**WORKING DATA**

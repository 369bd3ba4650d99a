//! Deterministic cost arithmetic for grid searches.
//!
//! Search costs are fixed-point so open-set ordering is total and identical on
//! every platform. World-space positions stay `f32`; only costs live here.

use fixed::types::I48F16;

/// Fixed-point number type used for all search costs.
///
/// I48F16: 48 integer bits, 16 fractional bits (~0.000015 precision).
pub type FixedNum = I48F16;

/// Cost of an orthogonal step.
pub const STRAIGHT_COST: FixedNum = FixedNum::from_bits(1 << 16);

/// Cost of a diagonal step (√2 in I48F16).
pub const DIAGONAL_COST: FixedNum = FixedNum::from_bits(92_682);

/// Octile distance: the exact 8-connected step cost between two cells on an
/// empty grid.
#[inline]
pub fn octile(dx: usize, dy: usize) -> FixedNum {
    let (min, max) = if dx < dy { (dx, dy) } else { (dy, dx) };
    DIAGONAL_COST * FixedNum::from_num(min) + STRAIGHT_COST * FixedNum::from_num(max - min)
}

#[inline]
pub fn manhattan(dx: usize, dy: usize) -> FixedNum {
    FixedNum::from_num(dx + dy)
}

#[inline]
pub fn chebyshev(dx: usize, dy: usize) -> FixedNum {
    FixedNum::from_num(dx.max(dy))
}

pub fn euclidean(dx: usize, dy: usize) -> FixedNum {
    let sq = FixedNum::from_num(dx * dx + dy * dy);
    if sq == FixedNum::ZERO {
        return FixedNum::ZERO;
    }
    sq.sqrt()
}
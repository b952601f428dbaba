use std::fs;
use std::io;
use std::path::Path;
use walkdir::WalkDir;

use crate::config::Config;
use crate::error::{Error, Result};
use crate::logging::log_file_error;
use crate::types::{path_order, ImageFile, ImageFormat};

/// Discover JPEG images under `root`, sorted by byte-wise path order.
///
/// The sort fixes each file's index for the rest of the run.
pub fn discover_images(root: &Path, config: &Config) -> Result<Vec<ImageFile>> {
    // Check if directory exists
    if !root.exists() {
        return Err(Error::FileNotFound(root.to_path_buf()));
    }

    let max_depth = config.max_depth.unwrap_or(usize::MAX);

    let mut image_files = Vec::new();

    for entry in WalkDir::new(root)
        .max_depth(max_depth)
        .into_iter()
        .filter_map(|e| match e {
            Ok(entry) => Some(entry),
            Err(err) => {
                if let Some(path) = err.path() {
                    log_file_error(path, "walk", &err);
                }
                None
            }
        })
        .filter(|e| e.file_type().is_file())
    {
        let path = entry.path();

        if !is_image_path(path) {
            continue;
        }

        match get_file_metadata(path) {
            Ok((size, last_modified)) => image_files.push(ImageFile {
                path: path.to_path_buf(),
                size,
                last_modified,
                format: ImageFormat::Jpeg,
            }),
            Err(e) => {
                // Log error but continue with other files
                log_file_error(path, "metadata", &e);
            }
        }
    }

    image_files.sort_by(|a, b| path_order(&a.path, &b.path));
    Ok(image_files)
}

/// Get image format from file extension
fn get_image_format(path: &Path) -> Option<ImageFormat> {
    path.extension()
        .and_then(|ext| ext.to_str())
        .map(ImageFormat::from_extension)
}

/// Get file size and modification time
fn get_file_metadata(path: &Path) -> io::Result<(u64, std::time::SystemTime)> {
    let metadata = fs::metadata(path)?;
    Ok((metadata.len(), metadata.modified()?))
}

/// Returns if the given path has a JPEG extension
pub fn is_image_path(path: &Path) -> bool {
    match get_image_format(path) {
        Some(format) => format.is_supported(),
        None => false,
    }
}

// -- Tests --
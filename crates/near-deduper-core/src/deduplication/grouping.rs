use log::debug;
use std::collections::HashMap;

use crate::config::Threshold;
use crate::deduplication::disjoint_set::DisjointSet;
use crate::processing::PHash;
use crate::types::HashedImage;

/// Final partition of a run's items into similarity components.
///
/// Items whose fingerprint failed have no component.
#[derive(Debug, Clone, PartialEq, Eq)]
pub struct Partition {
    roots: Vec<Option<usize>>,
    merges: usize,
}

impl Partition {
    /// Number of items the partition was built over, failed ones included
    pub fn len(&self) -> usize {
        self.roots.len()
    }

    pub fn is_empty(&self) -> bool {
        self.roots.is_empty()
    }

    /// Representative of item `index`, or `None` for a failed item
    pub fn root(&self, index: usize) -> Option<usize> {
        self.roots.get(index).copied().flatten()
    }

    /// Whether two items ended up in the same component
    pub fn same_component(&self, a: usize, b: usize) -> bool {
        match (self.root(a), self.root(b)) {
            (Some(ra), Some(rb)) => ra == rb,
            _ => false,
        }
    }

    /// Number of within-threshold pairs that merged two components
    pub fn merges(&self) -> usize {
        self.merges
    }

    /// Member indices of every component, singletons included.
    ///
    /// Components are ordered by their smallest member and members ascend.
    pub fn components(&self) -> Vec<Vec<usize>> {
        let mut slot_of_root: HashMap<usize, usize> = HashMap::new();
        let mut components: Vec<Vec<usize>> = Vec::new();

        for (index, root) in self.roots.iter().enumerate() {
            let Some(root) = root else { continue };
            let slot = *slot_of_root.entry(*root).or_insert_with(|| {
                components.push(Vec::new());
                components.len() - 1
            });
            components[slot].push(index);
        }

        components
    }
}

/// Clusters items whose fingerprints lie within a Hamming threshold of each other.
///
/// Every pair of valid items is compared (O(n²)); matches are merged transitively, so
/// `a ~ b` and `b ~ c` put `a` and `c` together even when `a` and `c` are far apart.
#[derive(Debug, Clone, Copy)]
pub struct SimilarityGrouper {
    threshold: Threshold,
}

impl SimilarityGrouper {
    pub fn new(threshold: Threshold) -> Self {
        Self { threshold }
    }

    pub fn threshold(&self) -> Threshold {
        self.threshold
    }

    /// Partition `items`, using each item's position in the slice as its index
    pub fn partition(&self, items: &[HashedImage]) -> Partition {
        let hashes: Vec<Option<PHash>> = items.iter().map(HashedImage::phash).collect();
        self.partition_hashes(&hashes)
    }

    /// Partition raw fingerprints; `None` marks an item that failed extraction
    pub fn partition_hashes(&self, hashes: &[Option<PHash>]) -> Partition {
        let threshold = self.threshold.value();
        let mut sets = DisjointSet::new(hashes.len());

        let valid: Vec<(usize, PHash)> = hashes
            .iter()
            .enumerate()
            .filter_map(|(index, hash)| hash.map(|h| (index, h)))
            .collect();

        debug!(
            "Comparing {} fingerprint(s) pairwise (threshold={})",
            valid.len(),
            threshold
        );

        let mut pairs = 0usize;
        let mut merges = 0usize;
        for (pos, &(i, hi)) in valid.iter().enumerate() {
            for &(j, hj) in &valid[pos + 1..] {
                if hi.distance(&hj) <= threshold {
                    pairs += 1;
                    if sets.union(i, j) {
                        merges += 1;
                    }
                }
            }
        }

        debug!(
            "{} similar pair(s) found, {} merge(s) performed",
            pairs, merges
        );

        let roots = hashes
            .iter()
            .enumerate()
            .map(|(index, hash)| hash.map(|_| sets.find(index)))
            .collect();

        Partition { roots, merges }
    }
}
use serde::{Deserialize, Serialize};
use std::fmt;
use std::path::{Path, PathBuf};
use std::str::FromStr;

use crate::error::{Error, Result};

/// Largest meaningful Hamming distance between two 64-bit fingerprints
pub const MAX_THRESHOLD: u32 = 64;

/// Named similarity presets
#[derive(Debug, Clone, Copy, PartialEq, Eq, Default, Serialize, Deserialize)]
#[serde(rename_all = "lowercase")]
pub enum SimilarityMode {
    /// Only very close matches (threshold 5)
    Conservative,

    /// Balanced default (threshold 10)
    #[default]
    Medium,

    /// Catches heavier edits, more chaining (threshold 16)
    Aggressive,
}

impl SimilarityMode {
    /// Hamming threshold used by this preset
    pub fn threshold(self) -> Threshold {
        match self {
            Self::Conservative => Threshold(5),
            Self::Medium => Threshold(10),
            Self::Aggressive => Threshold(16),
        }
    }

    pub fn as_str(self) -> &'static str {
        match self {
            Self::Conservative => "conservative",
            Self::Medium => "medium",
            Self::Aggressive => "aggressive",
        }
    }
}

impl fmt::Display for SimilarityMode {
    fn fmt(&self, f: &mut fmt::Formatter<'_>) -> fmt::Result {
        f.write_str(self.as_str())
    }
}

impl FromStr for SimilarityMode {
    type Err = Error;

    fn from_str(s: &str) -> Result<Self> {
        match s.to_lowercase().as_str() {
            "conservative" | "c" => Ok(Self::Conservative),
            "medium" | "m" => Ok(Self::Medium),
            "aggressive" | "a" => Ok(Self::Aggressive),
            other => Err(Error::Configuration(format!(
                "Unknown similarity mode '{}' (expected conservative, medium or aggressive)",
                other
            ))),
        }
    }
}

/// A Hamming-distance threshold known to lie in `0..=64`
#[derive(Debug, Clone, Copy, PartialEq, Eq, PartialOrd, Ord, Hash, Serialize)]
#[serde(transparent)]
pub struct Threshold(u32);

impl Threshold {
    pub fn new(value: i32) -> Result<Self> {
        if value < 0 || value as u32 > MAX_THRESHOLD {
            return Err(Error::Configuration(format!(
                "Threshold must be between 0 and {}, got {}",
                MAX_THRESHOLD, value
            )));
        }
        Ok(Self(value as u32))
    }

    pub fn value(self) -> u32 {
        self.0
    }
}

impl fmt::Display for Threshold {
    fn fmt(&self, f: &mut fmt::Formatter<'_>) -> fmt::Result {
        write!(f, "{}", self.0)
    }
}

/// Which backend computes the 8x8 grayscale grid
#[derive(Debug, Clone, Copy, PartialEq, Eq, Default, Serialize, Deserialize)]
#[serde(rename_all = "lowercase")]
pub enum HashBackend {
    /// Decode with the `image` crate, fall back to ImageMagick on failure
    #[default]
    Auto,

    /// `image` crate only
    Image,

    /// External ImageMagick binary only
    ImageMagick,
}

impl FromStr for HashBackend {
    type Err = Error;

    fn from_str(s: &str) -> Result<Self> {
        match s.to_lowercase().as_str() {
            "auto" => Ok(Self::Auto),
            "image" => Ok(Self::Image),
            "imagemagick" | "magick" => Ok(Self::ImageMagick),
            other => Err(Error::Configuration(format!(
                "Unknown hash backend '{}' (expected auto, image or imagemagick)",
                other
            ))),
        }
    }
}

/// Log level for the application
#[derive(Debug, Clone, Copy, PartialEq, Eq, Serialize, Deserialize)]
#[serde(rename_all = "lowercase")]
pub enum LogLevel {
    Error,
    Warn,
    Info,
    Debug,
    Trace,
}

impl From<LogLevel> for log::LevelFilter {
    fn from(level: LogLevel) -> Self {
        match level {
            LogLevel::Error => log::LevelFilter::Error,
            LogLevel::Warn => log::LevelFilter::Warn,
            LogLevel::Info => log::LevelFilter::Info,
            LogLevel::Debug => log::LevelFilter::Debug,
            LogLevel::Trace => log::LevelFilter::Trace,
        }
    }
}

/// Configuration for a deduplication run
#[derive(Debug, Clone, Serialize, Deserialize)]
#[serde(default)]
pub struct Config {
    /// Root folder to scan
    pub root: PathBuf,

    /// Similarity preset
    pub mode: SimilarityMode,

    /// Explicit Hamming threshold, overrides the preset when set
    pub threshold: Option<i32>,

    /// Delete proposed duplicates
    pub delete: bool,

    /// Confirmation required for `delete` to take effect
    pub confirm: bool,

    /// Where review and removal manifests are written
    pub manifest_dir: PathBuf,

    /// Number of threads to use for hashing (0 = auto)
    pub threads: usize,

    /// Maximum directory depth for scanning
    pub max_depth: Option<usize>,

    /// Fingerprint backend
    pub backend: HashBackend,

    /// Draw a progress bar while hashing
    pub show_progress: bool,

    /// Log level
    pub log_level: LogLevel,
}

impl Default for Config {
    fn default() -> Self {
        Self {
            root: PathBuf::from("images"),
            mode: SimilarityMode::Medium,
            threshold: None,
            delete: false,
            confirm: false,
            manifest_dir: PathBuf::from("."),
            threads: 0, // Auto
            max_depth: None,
            backend: HashBackend::Auto,
            show_progress: true,
            log_level: LogLevel::Info,
        }
    }
}

impl Config {
    /// Load configuration from a file
    pub fn from_file(path: &Path) -> Result<Self> {
        let file = std::fs::File::open(path)
            .map_err(|e| Error::Configuration(format!("Failed to open config file: {}", e)))?;

        let config: Config = serde_json::from_reader(file)
            .map_err(|e| Error::Configuration(format!("Failed to parse config file: {}", e)))?;

        Ok(config)
    }

    /// Save configuration to a file
    pub fn save_to_file(&self, path: &Path) -> Result<()> {
        let file = std::fs::File::create(path)
            .map_err(|e| Error::Configuration(format!("Failed to create config file: {}", e)))?;

        serde_json::to_writer_pretty(file, self)
            .map_err(|e| Error::Configuration(format!("Failed to write config file: {}", e)))?;

        Ok(())
    }

    /// Threshold in effect: the explicit override if present, otherwise the mode preset
    pub fn effective_threshold(&self) -> Result<Threshold> {
        match self.threshold {
            Some(value) => Threshold::new(value),
            None => Ok(self.mode.threshold()),
        }
    }

    /// Number of hashing threads, resolving 0 to the CPU count
    pub fn worker_threads(&self) -> usize {
        if self.threads == 0 {
            num_cpus::get()
        } else {
            self.threads
        }
    }

    /// Validate the configuration
    pub fn validate(&self) -> Result<()> {
        self.effective_threshold()?;

        if self.root.as_os_str().is_empty() {
            return Err(Error::Configuration("Root folder must not be empty".to_string()));
        }

        if self.max_depth == Some(0) {
            return Err(Error::Configuration(
                "Maximum depth must be at least 1".to_string(),
            ));
        }

        Ok(())
    }
}
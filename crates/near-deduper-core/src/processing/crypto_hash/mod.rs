//! Content digests for exact-duplicate detection.
//!
//! Files are streamed through BLAKE3 in 1 MiB chunks, so large JPEGs never need to
//! be held in memory whole.
use std::fs::File;
use std::io::Read;
use std::path::Path;

use blake3::Hasher;

use crate::error::Result;

const BUFFER_SIZE: usize = 1024 * 1024;

/// Compute the BLAKE3 digest of a file's contents
pub fn compute_cryptographic<P: AsRef<Path>>(path: P) -> Result<blake3::Hash> {
    let mut file = File::open(path)?;
    let mut hasher = Hasher::new();
    let mut buffer = vec![0; BUFFER_SIZE];

    loop {
        let bytes_read = file.read(&mut buffer)?;
        if bytes_read == 0 {
            break;
        }
        hasher.update(&buffer[..bytes_read]);
    }

    Ok(hasher.finalize())
}
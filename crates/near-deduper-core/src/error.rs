use std::path::PathBuf;
use thiserror::Error;

pub type Result<T> = core::result::Result<T, Error>;

/// Custom error types for the near-deduper library
#[derive(Error, Debug)]
pub enum Error {
    /// I/O operation error
    #[error("I/O error: {0}")]
    Io(#[from] std::io::Error),

    /// Image decoding error
    #[error("Image processing error: {0}")]
    Image(#[from] image::ImageError),

    /// File or directory not found
    #[error("File not found: {0}")]
    FileNotFound(PathBuf),

    /// Invalid configuration error
    #[error("Invalid configuration: {0}")]
    Configuration(String),

    /// A fingerprint backend could not produce a hash
    #[error("Fingerprint extraction failed: {0}")]
    Extraction(String),

    /// Safety check failure
    #[error("Safety check failed: {0}")]
    SafetyCheck(String),

    /// Worker pool could not be created
    #[error("Thread pool error: {0}")]
    ThreadPool(#[from] rayon::ThreadPoolBuildError),

    /// JSON (de)serialization error
    #[error("Serialization error: {0}")]
    Serialization(#[from] serde_json::Error),
}

impl Error {
    /// Errors that mean the run was misconfigured rather than failing midway
    pub fn is_configuration(&self) -> bool {
        matches!(self, Error::Configuration(_) | Error::FileNotFound(_))
    }
}
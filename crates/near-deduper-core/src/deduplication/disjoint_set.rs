/// Union-find over the indices `0..n`, with path compression and union by rank.
///
/// Indices are positions in the run's item list. Passing an index outside `0..n` is
/// a caller bug and panics.
#[derive(Debug, Clone)]
pub struct DisjointSet {
    parent: Vec<usize>,
    rank: Vec<u8>,
}

impl DisjointSet {
    /// `n` singleton sets
    pub fn new(n: usize) -> Self {
        Self {
            parent: (0..n).collect(),
            rank: vec![0; n],
        }
    }

    pub fn len(&self) -> usize {
        self.parent.len()
    }

    pub fn is_empty(&self) -> bool {
        self.parent.is_empty()
    }

    /// Representative of the set containing `x`.
    ///
    /// Every node on the walk is re-pointed straight at the root.
    pub fn find(&mut self, x: usize) -> usize {
        let mut root = x;
        while self.parent[root] != root {
            root = self.parent[root];
        }

        let mut node = x;
        while self.parent[node] != root {
            let next = self.parent[node];
            self.parent[node] = root;
            node = next;
        }

        root
    }

    /// Merge the sets containing `a` and `b`. Returns `false` if they were already one.
    pub fn union(&mut self, a: usize, b: usize) -> bool {
        let mut ra = self.find(a);
        let mut rb = self.find(b);
        if ra == rb {
            return false;
        }

        if self.rank[ra] < self.rank[rb] {
            std::mem::swap(&mut ra, &mut rb);
        }
        self.parent[rb] = ra;
        if self.rank[ra] == self.rank[rb] {
            self.rank[ra] += 1;
        }
        true
    }

    pub fn connected(&mut self, a: usize, b: usize) -> bool {
        self.find(a) == self.find(b)
    }
}
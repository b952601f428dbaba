//! Grouping of fingerprinted images into duplicate sets.
//!
//! The near-duplicate path runs in three steps:
//! - `SimilarityGrouper` compares every pair of valid fingerprints and merges pairs
//!   within the threshold into a `DisjointSet`
//! - the resulting `Partition` lists connected components
//! - `resolve_groups` drops singletons and picks the image to keep in each group
//!
//! `exact` groups byte-identical files by content digest instead.

pub mod disjoint_set;
pub mod exact;
pub mod grouping;
pub mod resolve;

pub use disjoint_set::DisjointSet;
pub use exact::{find_exact_duplicates, group_by_digest};
pub use grouping::{Partition, SimilarityGrouper};
pub use resolve::resolve_groups;

use crate::config::Threshold;
use crate::types::{DuplicateGroup, HashedImage};

/// Group `items` by fingerprint similarity and resolve keep/delete per group
pub fn find_near_duplicates(items: &[HashedImage], threshold: Threshold) -> Vec<DuplicateGroup> {
    let partition = SimilarityGrouper::new(threshold).partition(items);
    resolve_groups(items, &partition)
}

**TASK ITEM**
Taking each line of the material above in turn, count those containing the string "connected". State the number alone.

**YOUR RESPONSE**
3